Моя подруга жила в старом особняке, который был разделен на четыре трехкомнатные квартиры. Ей досталась та, окна которой выходили на задний двор, и из них открывался вид на озеро. Картина была просто потрясающей. В воде отражался свет сферических уличных фонарей. Покрытые последней осенней листвой ветви деревьев склонялись к водной поверхности. А надо всем этим раскинулся купол безбрежного и ясного черного неба. В такую ночь могла произойти любая неожиданность. И эта неожиданность случилась.
Пройдя через гостиную, я села за компьютер своей подруги и вошла в свою электронную почту. Пять новых писем. Я посмотрела, от кого они, и по моему телу внезапно прокатилась волна бешеной радости, к которой примешивалось чувство неверия. Одно из писем было от Иэна. К моему горлу комком подступили годы душевной боли, и у меня перехватило дыхание. Экран казался размытым из-за наполнивших мои глаза слез.
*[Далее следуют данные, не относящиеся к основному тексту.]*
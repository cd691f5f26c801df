use std::array::from_fn;

use common::{IResult, fixed_bytes};
use nom::{Parser, combinator::map, multi::count, number::complete::le_u32};

use crate::{
    DDS_FILE_HEADER_LENGTH, DDS_MAGIC, DdsCaps, DdsCaps1, DdsHeader, DdsHeaderFlags, DdsImage,
    DdsPixelFormat, DdsPixelFormatFlags, error::DdsError,
};

impl DdsHeader {
    /// Reads magic and header from the start of `bytes`.
    ///
    /// Only the magic is checked. Size fields are taken as they are.
    pub fn parse(bytes: &[u8]) -> Result<DdsHeader, DdsError> {
        let (i, magic) = fixed_bytes::<4>(bytes)
            .map_err(|_| DdsError::TruncatedInput { section: "magic" })?;

        if &magic != DDS_MAGIC {
            return Err(DdsError::BadMagic { magic });
        }

        let (_, header) =
            parse_header(i).map_err(|_| DdsError::TruncatedInput { section: "header" })?;

        Ok(header)
    }
}

impl DdsImage {
    pub fn open_from_bytes(bytes: &[u8]) -> Result<DdsImage, DdsError> {
        let header = DdsHeader::parse(bytes)?;

        Ok(DdsImage {
            header,
            data: bytes[DDS_FILE_HEADER_LENGTH..].to_vec(),
        })
    }
}

fn parse_pixel_format(i: &[u8]) -> IResult<'_, DdsPixelFormat> {
    map(
        (
            le_u32, le_u32, le_u32, le_u32, le_u32, le_u32, le_u32, le_u32,
        ),
        |(_size, flags, four_cc, rgb_bit_count, r_bit_mask, g_bit_mask, b_bit_mask, a_bit_mask)| {
            DdsPixelFormat {
                flags: DdsPixelFormatFlags::from_bits_retain(flags),
                four_cc,
                rgb_bit_count,
                r_bit_mask,
                g_bit_mask,
                b_bit_mask,
                a_bit_mask,
            }
        },
    )
    .parse(i)
}

fn parse_caps(i: &[u8]) -> IResult<'_, DdsCaps> {
    map(
        (le_u32, le_u32, le_u32, le_u32),
        |(caps1, caps2, caps3, caps4)| DdsCaps {
            caps1: DdsCaps1::from_bits_retain(caps1),
            caps2,
            caps3,
            caps4,
        },
    )
    .parse(i)
}

fn parse_header(i: &[u8]) -> IResult<'_, DdsHeader> {
    map(
        (
            (le_u32, le_u32, le_u32, le_u32, le_u32, le_u32, le_u32),
            count(le_u32, 11),
            parse_pixel_format,
            parse_caps,
            le_u32,
        ),
        |(
            (_size, flags, height, width, pitch_or_linear_size, depth, mip_map_count),
            reserved1,
            pixel_format,
            caps,
            reserved2,
        )| DdsHeader {
            flags: DdsHeaderFlags::from_bits_retain(flags),
            height,
            width,
            pitch_or_linear_size,
            depth,
            mip_map_count,
            reserved1: from_fn(|idx| reserved1[idx]),
            pixel_format: Some(pixel_format),
            caps: Some(caps),
            reserved2,
        },
    )
    .parse(i)
}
У меня просто не было сил, чтобы сразу его прочесть. Выйдя на кухню, я поплескала водой себе в лицо. «Со мной все хорошо, со мной все хорошо», – приговаривала я, держась за живот. Через несколько минут я вернулась к компьютеру. Садиться я не стала. Я прокручивала страницу стоя, вытянув руку, на случай, если во время чтения меня вдруг затошнит и мне срочно придется бежать в туалет.
От: Иэн Уилсон
Кому: Мадлен Брандт
Отправлено: пятница, 19 ноября, 2010
Тема: Прости
Привет, Лепесточек!
Надеюсь, что с тобой все в порядке и, читая это письмо, ты счастлива. Не могу выразить, как я сожалею, что столько времени не выходил на связь. Достаточно сказать, что все эти годы моя жизнь словно проносилась мимо меня. Не знаю, куда утекло время. Наверное, я просто утопил его в водке. Мы с моим братом основали в Ираке компанию, ставшую всей моей жизнью, но пришло время закрыть ее. Моей мамы не стало, и я не виделся со своей семьей уже долгое время, так что на праздники полечу домой. Но потом у меня будет свободное время. Не знаю, где ты и какова твоя ситуация, но если ты захочешь меня увидеть, то я скажу своим помощникам, чтобы они все устроили.
С любовью,
Иэн
P. S. Еще раз хочу сказать, как бесконечно мне жаль, что я не писал тебе все это время. Если ты захочешь увидеться со мной, я смогу тебе все объяснить. Мне хотелось написать тебе идеальное письмо, тогда как на самом деле все, что нужно было сделать, – это написать, что я думал о тебе.
Мэдди, я думал о тебе все эти годы.
Встав, я подошла к окну и, скрестив на груди руки, устремила взгляд на озеро. Он думал обо мне все эти годы, даже несмотря на то, что бросил меня. Дважды.
Я была в гневе. И – на седьмом небе от счастья. Он был жив. Если мне захочется поскандалить с ним из-за того, как он поступил, я смогу это сделать… а затем прощу его. Я смогу любить его, быть с ним. Смогу сделать что угодно, потому что теперь все было возможно. «Спасибо», – вновь и вновь шептала я прекрасной звездной ночи, повторив это, наверное, раз пятьдесят. Затем я рухнула в шезлонг, улыбнувшись так широко, что у меня заболело лицо. Возможно, конец моей истории все же будет счастливым.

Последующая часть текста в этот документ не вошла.